◆ Task directions ◆
Could you copy every line of the data that contains the word "args"?

◆ Source data ◆
....
use std::rc::Rc;
use std::{env, process};

use launchkit::cli::output;
use launchkit::exitcode;
use launchkit::infrastructure::logging::{init_logging, quiet_panics, DEFAULT_BASE_LEVEL};
use launchkit::Launcher;

mod hello;

fn main() {
    let levels = match init_logging(DEFAULT_BASE_LEVEL) {
        Ok(levels) => Rc::new(levels),
        Err(e) => {
            output::error(&e);
            process::exit(exitcode::INTERNAL_ERROR);
        }
    };

    quiet_panics();

    let registry = match hello::registry(levels) {
        Ok(registry) => registry,
        Err(e) => {
            output::error(&e);
            process::exit(exitcode::INTERNAL_ERROR);
        }
    };

    let args: Vec<String> = env::args().skip(1).collect();
    process::exit(Launcher::new(registry).launch(&args));
}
....
◆ Exercise result ◆
    let args: Vec<String> = env::args().skip(1).collect();
    process::exit(Launcher::new(registry).launch(&args));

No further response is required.